## Work task
With the records as your source, report how many lines contain "value". Add no other words.

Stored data
***
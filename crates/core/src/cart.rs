//! Cart and favorites state.
//!
//! [`CartState`] is a plain value with reducer-style methods. It performs no
//! I/O; the storefront's cart manager wraps it, notifies subscribers and
//! persists the slice each method reports as touched.
//!
//! # Invariants
//!
//! - At most one [`CartLine`] per [`FoodItemId`].
//! - Every line has `quantity >= 1`. Operations that would drop a quantity to
//!   zero or below remove the line instead.

use std::collections::BTreeSet;

use serde::{Deserialize, Serialize};

use crate::catalog::FoodItem;
use crate::types::{FoodItemId, Price};

/// One of the two independently persisted pieces of [`CartState`].
#[derive(Debug, Clone, Copy, PartialEq, Eq, Hash)]
pub enum Slice {
    Cart,
    Favorites,
}

impl Slice {
    /// Storage key for this slice.
    #[must_use]
    pub const fn storage_key(self) -> &'static str {
        match self {
            Self::Cart => "cart-state",
            Self::Favorites => "favorites-state",
        }
    }
}

/// One entry in the cart.
///
/// Display fields are copied from the catalog item when the line is first
/// created and are not refreshed by later adds of the same item.
#[derive(Debug, Clone, PartialEq, Eq, Serialize, Deserialize)]
#[serde(rename_all = "camelCase")]
pub struct CartLine {
    pub item_id: FoodItemId,
    pub quantity: u32,
    pub name: String,
    #[serde(default)]
    pub category: String,
    pub price: Price,
    pub image: String,
    pub restaurant: String,
    #[serde(default)]
    pub cook_time: String,
}

impl CartLine {
    /// Snapshot `item` into a new line. A zero quantity is raised to one.
    #[must_use]
    pub fn from_item(item: &FoodItem, quantity: u32) -> Self {
        Self {
            item_id: item.id,
            quantity: quantity.max(1),
            name: item.name.clone(),
            category: item.category.clone(),
            price: item.price,
            image: item.image.clone(),
            restaurant: item.restaurant.clone(),
            cook_time: item.cook_time.clone(),
        }
    }

    /// `price * quantity`.
    #[must_use]
    pub fn line_total(&self) -> Price {
        self.price.times(self.quantity)
    }
}

/// Set of favorite item IDs.
pub type FavoriteSet = BTreeSet<FoodItemId>;

/// The cart and favorites, held together as the unit of truth.
#[derive(Debug, Clone, Default, PartialEq, Eq)]
pub struct CartState {
    cart: Vec<CartLine>,
    favorites: FavoriteSet,
}

impl CartState {
    /// An empty cart with no favorites.
    #[must_use]
    pub fn new() -> Self {
        Self::default()
    }

    /// Cart lines in insertion order.
    #[must_use]
    pub fn lines(&self) -> &[CartLine] {
        &self.cart
    }

    #[must_use]
    pub const fn favorites(&self) -> &FavoriteSet {
        &self.favorites
    }

    /// The line for `item_id`, if any.
    #[must_use]
    pub fn line(&self, item_id: FoodItemId) -> Option<&CartLine> {
        self.cart.iter().find(|line| line.item_id == item_id)
    }

    #[must_use]
    pub fn is_empty(&self) -> bool {
        self.cart.is_empty()
    }

    // =========================================================================
    // Mutations
    // =========================================================================

    /// Add `quantity` of `item` (zero counts as one).
    ///
    /// An existing line for the same item has its quantity increased; its
    /// display fields are left as they were.
    pub fn add(&mut self, item: &FoodItem, quantity: u32) -> Slice {
        let quantity = quantity.max(1);
        match self.cart.iter_mut().find(|line| line.item_id == item.id) {
            Some(line) => line.quantity = line.quantity.saturating_add(quantity),
            None => self.cart.push(CartLine::from_item(item, quantity)),
        }
        Slice::Cart
    }

    /// Remove the line for `item_id`. Absent IDs are ignored.
    pub fn remove(&mut self, item_id: FoodItemId) -> Slice {
        self.cart.retain(|line| line.item_id != item_id);
        Slice::Cart
    }

    /// Set the quantity of the line for `item_id`.
    ///
    /// A quantity of zero or below removes the line. Absent IDs are ignored.
    pub fn update_quantity(&mut self, item_id: FoodItemId, quantity: i64) -> Slice {
        if quantity <= 0 {
            return self.remove(item_id);
        }
        let quantity = u32::try_from(quantity).unwrap_or(u32::MAX);
        if let Some(line) = self.cart.iter_mut().find(|line| line.item_id == item_id) {
            line.quantity = quantity;
        }
        Slice::Cart
    }

    /// Remove every line.
    pub fn clear(&mut self) -> Slice {
        self.cart.clear();
        Slice::Cart
    }

    /// Add `item_id` to favorites if absent, remove it if present.
    pub fn toggle_favorite(&mut self, item_id: FoodItemId) -> Slice {
        if !self.favorites.remove(&item_id) {
            self.favorites.insert(item_id);
        }
        Slice::Favorites
    }

    /// Replace the cart with persisted lines.
    ///
    /// Persisted data is not trusted to uphold the invariants: duplicate IDs
    /// are merged into the first occurrence and zero-quantity lines dropped.
    pub fn replace_cart(&mut self, lines: Vec<CartLine>) -> Slice {
        let mut cart: Vec<CartLine> = Vec::with_capacity(lines.len());
        for line in lines.into_iter().filter(|line| line.quantity > 0) {
            match cart.iter_mut().find(|existing| existing.item_id == line.item_id) {
                Some(existing) => {
                    existing.quantity = existing.quantity.saturating_add(line.quantity);
                }
                None => cart.push(line),
            }
        }
        self.cart = cart;
        Slice::Cart
    }

    /// Replace favorites with persisted IDs.
    pub fn replace_favorites(&mut self, ids: impl IntoIterator<Item = FoodItemId>) -> Slice {
        self.favorites = ids.into_iter().collect();
        Slice::Favorites
    }

    // =========================================================================
    // Reads
    // =========================================================================

    /// Sum of `price * quantity` over all lines.
    #[must_use]
    pub fn total(&self) -> Price {
        self.cart.iter().map(CartLine::line_total).sum()
    }

    /// Sum of quantities (not the number of lines).
    #[must_use]
    pub fn item_count(&self) -> u64 {
        self.cart.iter().map(|line| u64::from(line.quantity)).sum()
    }

    #[must_use]
    pub fn is_favorite(&self, item_id: FoodItemId) -> bool {
        self.favorites.contains(&item_id)
    }
}

#[cfg(test)]
mod tests {
    use super::*;
    use crate::catalog::Catalog;

    fn item(id: i32) -> FoodItem {
        Catalog::builtin()
            .item(FoodItemId::new(id))
            .cloned()
            .unwrap()
    }

    #[test]
    fn test_add_merges_duplicates() {
        let mut state = CartState::new();
        let pizza = item(1);
        state.add(&pizza, 1);
        state.add(&pizza, 2);
        state.add(&pizza, 4);

        assert_eq!(state.lines().len(), 1);
        assert_eq!(state.line(pizza.id).unwrap().quantity, 7);
    }

    #[test]
    fn test_add_keeps_first_snapshot() {
        let mut state = CartState::new();
        let pizza = item(1);
        state.add(&pizza, 1);

        let mut repriced = pizza.clone();
        repriced.price = Price::from_cents(2500);
        repriced.name = "Renamed".to_string();
        state.add(&repriced, 1);

        let line = state.line(pizza.id).unwrap();
        assert_eq!(line.quantity, 2);
        assert_eq!(line.price, Price::from_cents(1899));
        assert_eq!(line.name, "Margherita Pizza");
    }

    #[test]
    fn test_add_appends_in_insertion_order() {
        let mut state = CartState::new();
        state.add(&item(3), 1);
        state.add(&item(1), 1);
        state.add(&item(3), 1);

        let ids: Vec<_> = state.lines().iter().map(|l| l.item_id.as_i32()).collect();
        assert_eq!(ids, [3, 1]);
    }

    #[test]
    fn test_add_zero_quantity_counts_as_one() {
        let mut state = CartState::new();
        state.add(&item(2), 0);
        assert_eq!(state.item_count(), 1);
    }

    #[test]
    fn test_remove_is_idempotent() {
        let mut state = CartState::new();
        state.add(&item(1), 1);
        state.add(&item(2), 1);

        state.remove(FoodItemId::new(1));
        let after_first = state.clone();
        state.remove(FoodItemId::new(1));

        assert_eq!(state, after_first);
        assert_eq!(state.lines().len(), 1);
    }

    #[test]
    fn test_update_quantity() {
        let mut state = CartState::new();
        state.add(&item(1), 1);

        state.update_quantity(FoodItemId::new(1), 5);
        assert_eq!(state.item_count(), 5);

        state.update_quantity(FoodItemId::new(1), 0);
        assert!(state.is_empty());
    }

    #[test]
    fn test_update_quantity_negative_removes() {
        let mut state = CartState::new();
        state.add(&item(4), 2);
        state.update_quantity(FoodItemId::new(4), -3);
        assert!(state.line(FoodItemId::new(4)).is_none());
    }

    #[test]
    fn test_update_quantity_unknown_id_is_noop() {
        let mut state = CartState::new();
        state.add(&item(1), 2);
        let before = state.clone();

        state.update_quantity(FoodItemId::new(42), 9);
        state.update_quantity(FoodItemId::new(42), 0);
        assert_eq!(state, before);
    }

    #[test]
    fn test_update_quantity_saturates() {
        let mut state = CartState::new();
        state.add(&item(1), 1);
        state.update_quantity(FoodItemId::new(1), i64::MAX);
        assert_eq!(state.line(FoodItemId::new(1)).unwrap().quantity, u32::MAX);
    }

    #[test]
    fn test_clear() {
        let mut state = CartState::new();
        state.add(&item(1), 1);
        state.toggle_favorite(FoodItemId::new(1));
        assert_eq!(state.clear(), Slice::Cart);
        assert!(state.is_empty());
        assert!(state.is_favorite(FoodItemId::new(1)));
    }

    #[test]
    fn test_total_and_count() {
        let mut state = CartState::new();
        assert_eq!(state.total(), Price::ZERO);
        assert_eq!(state.item_count(), 0);

        state.add(&item(1), 2); // 2 x 18.99
        state.add(&item(8), 1); // 1 x 6.99
        assert_eq!(state.total(), Price::from_cents(4497));
        assert_eq!(state.item_count(), 3);
    }

    #[test]
    fn test_add_then_zero_scenario() {
        let mut state = CartState::new();
        let pizza = item(1);

        state.add(&pizza, 1);
        assert_eq!(state.total(), Price::from_cents(1899));
        assert_eq!(state.item_count(), 1);

        state.add(&pizza, 2);
        assert_eq!(state.lines().len(), 1);
        assert_eq!(state.line(pizza.id).unwrap().quantity, 3);
        assert_eq!(state.total(), Price::from_cents(5697));

        state.update_quantity(pizza.id, 0);
        assert!(state.is_empty());
        assert_eq!(state.total(), Price::ZERO);
    }

    #[test]
    fn test_toggle_favorite_is_involution() {
        let mut state = CartState::new();
        let id = FoodItemId::new(5);

        assert_eq!(state.toggle_favorite(id), Slice::Favorites);
        assert!(state.is_favorite(id));
        state.toggle_favorite(id);
        assert!(!state.is_favorite(id));
        assert!(state.favorites().is_empty());
    }

    #[test]
    fn test_replace_cart_restores_invariants() {
        let pizza = CartLine::from_item(&item(1), 2);
        let mut dup = CartLine::from_item(&item(1), 3);
        dup.name = "Stale".to_string();
        let mut zero = CartLine::from_item(&item(2), 1);
        zero.quantity = 0;

        let mut state = CartState::new();
        state.replace_cart(vec![pizza, zero, dup]);

        assert_eq!(state.lines().len(), 1);
        let line = state.line(FoodItemId::new(1)).unwrap();
        assert_eq!(line.quantity, 5);
        assert_eq!(line.name, "Margherita Pizza");
    }

    #[test]
    fn test_replace_favorites_dedupes() {
        let mut state = CartState::new();
        state.replace_favorites([1, 2, 2, 1].map(FoodItemId::new));
        assert_eq!(state.favorites().len(), 2);
    }

    #[test]
    fn test_cart_line_wire_format() {
        let line = CartLine::from_item(&item(1), 2);
        let value = serde_json::to_value(&line).unwrap();

        assert_eq!(value["itemId"], 1);
        assert_eq!(value["quantity"], 2);
        assert_eq!(value["price"], 18.99);
        assert_eq!(value["restaurant"], "Tony's Pizzeria");
        assert_eq!(value["cookTime"], "25-30 min");
    }

    #[test]
    fn test_cart_line_accepts_minimal_fields() {
        let json = r#"{"itemId":4,"quantity":1,"name":"Beef Tacos","price":12.99,
            "image":"https://example.com/t.jpg","restaurant":"Casa de Tacos"}"#;
        let line: CartLine = serde_json::from_str(json).unwrap();
        assert_eq!(line.item_id, FoodItemId::new(4));
        assert!(line.category.is_empty());
    }

    #[test]
    fn test_slice_keys() {
        assert_eq!(Slice::Cart.storage_key(), "cart-state");
        assert_eq!(Slice::Favorites.storage_key(), "favorites-state");
    }
}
***
## Solution for this task
7